Summary of the main results on protease based signaling
Due to a delay inherent to the genetically encoded circuits based on transcription/translation, we decided to engineer a system where all components of the signaling cascade would already be synthetized and present in the cell in their inactive state. Having protein components ready to be activated by post-translational modifications would make the response of our system to activation by external stimuli faster.
Fast signal processing in cells is mainly performed by the phosphorylation cascades. These depend on complex interaction between substrates and protein kinases or phosphatases, resulting in rapid and reversible phosphorylation. However, specificity for kinases may be difficult to engineer in order to maintain the orthogonality of complex signaling pathways. On the other hand, the principles of protease target recognition are well understood. There are in fact several protease-initiated signaling pathways, such as the caspase-induced apoptosis, Notch signaling or the coagulation cascade that all respond fast. Protease-based signaling may therefore represent a versatile system for modular construction of complex logic functions.

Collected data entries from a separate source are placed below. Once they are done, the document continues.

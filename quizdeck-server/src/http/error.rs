//! API error types with IntoResponse
//!
//! Errors are converted to JSON responses with appropriate status codes.

use axum::http::StatusCode;
use axum::response::{IntoResponse, Response};
use axum::Json;
use serde_json::json;

use crate::db::repos::DbError;
use crate::models::ValidationError;

/// API error type with automatic HTTP status mapping
#[derive(Debug)]
pub enum ApiError {
    /// Validation failed (400)
    Validation(ValidationError),

    /// Uniqueness or foreign-key violation (400)
    Constraint { message: String },

    /// Resource not found (404)
    NotFound { resource: &'static str, id: String },

    /// Database error (500, logged)
    Database(DbError),
}

impl ApiError {
    pub fn not_found(resource: &'static str, id: i64) -> Self {
        Self::NotFound {
            resource,
            id: id.to_string(),
        }
    }
}

impl IntoResponse for ApiError {
    fn into_response(self) -> Response {
        let (status, body) = match &self {
            Self::Validation(e) => (
                StatusCode::BAD_REQUEST,
                json!({
                    "error": "validation_error",
                    "message": e.to_string()
                }),
            ),
            Self::Constraint { message } => (
                StatusCode::BAD_REQUEST,
                json!({
                    "error": "constraint_violation",
                    "message": message
                }),
            ),
            Self::NotFound { resource, id } => (
                StatusCode::NOT_FOUND,
                json!({
                    "error": "not_found",
                    "message": format!("{} '{}' not found", resource, id)
                }),
            ),
            Self::Database(e) => {
                // Log the actual error, return generic message
                tracing::error!("Database error: {}", e);
                (
                    StatusCode::INTERNAL_SERVER_ERROR,
                    json!({
                        "error": "internal_error",
                        "message": "an internal error occurred"
                    }),
                )
            }
        };

        (status, Json(body)).into_response()
    }
}

impl From<ValidationError> for ApiError {
    fn from(e: ValidationError) -> Self {
        Self::Validation(e)
    }
}

impl From<DbError> for ApiError {
    fn from(e: DbError) -> Self {
        match e {
            DbError::NotFound { resource, id } => Self::NotFound { resource, id },
            DbError::Constraint { message } => Self::Constraint { message },
            _ => Self::Database(e),
        }
    }
}

#[cfg(test)]
mod tests {
    use super::*;
    use axum::body::to_bytes;

    async fn body_json(response: Response) -> serde_json::Value {
        let bytes = to_bytes(response.into_body(), usize::MAX).await.unwrap();
        serde_json::from_slice(&bytes).unwrap()
    }

    #[tokio::test]
    async fn validation_error_is_400() {
        let err = ApiError::Validation(ValidationError::Empty { field: "name" });
        let response = err.into_response();
        assert_eq!(response.status(), StatusCode::BAD_REQUEST);

        let body = body_json(response).await;
        assert_eq!(body["error"], "validation_error");
        assert_eq!(body["message"], "name cannot be empty");
    }

    #[tokio::test]
    async fn constraint_violation_is_400() {
        let err = ApiError::from(DbError::Constraint {
            message: "category 'Science' already exists".into(),
        });
        let response = err.into_response();
        assert_eq!(response.status(), StatusCode::BAD_REQUEST);
        assert_eq!(body_json(response).await["error"], "constraint_violation");
    }

    #[tokio::test]
    async fn not_found_is_404() {
        let err = ApiError::from(DbError::NotFound {
            resource: "quiz",
            id: "7".into(),
        });
        let response = err.into_response();
        assert_eq!(response.status(), StatusCode::NOT_FOUND);
        assert_eq!(body_json(response).await["message"], "quiz '7' not found");
    }

    #[tokio::test]
    async fn database_error_is_500_without_details() {
        let err = ApiError::from(DbError::Sqlx(sqlx::Error::PoolTimedOut));
        let response = err.into_response();
        assert_eq!(response.status(), StatusCode::INTERNAL_SERVER_ERROR);
        assert_eq!(
            body_json(response).await["message"],
            "an internal error occurred"
        );
    }
}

To control designed signaling circuits based on proteolysis we needed to have available several specific orthogonal proteases which don’t interfere with native mammalian signaling cascades or with basic cellular processes. Furthermore, to prevent interference between different steps in the signaling pathways the designed proteases should be orthogonal to each other. To allow for external control, these proteases should be expressed in the cell in an inactive state and should switch to the proteolytically active state after the induction with a selected input signal.
Therefore, in order to design protease-based signaling pathways we had to design and test a set of orthogonal split proteases, inducible by a wide range of different input signals.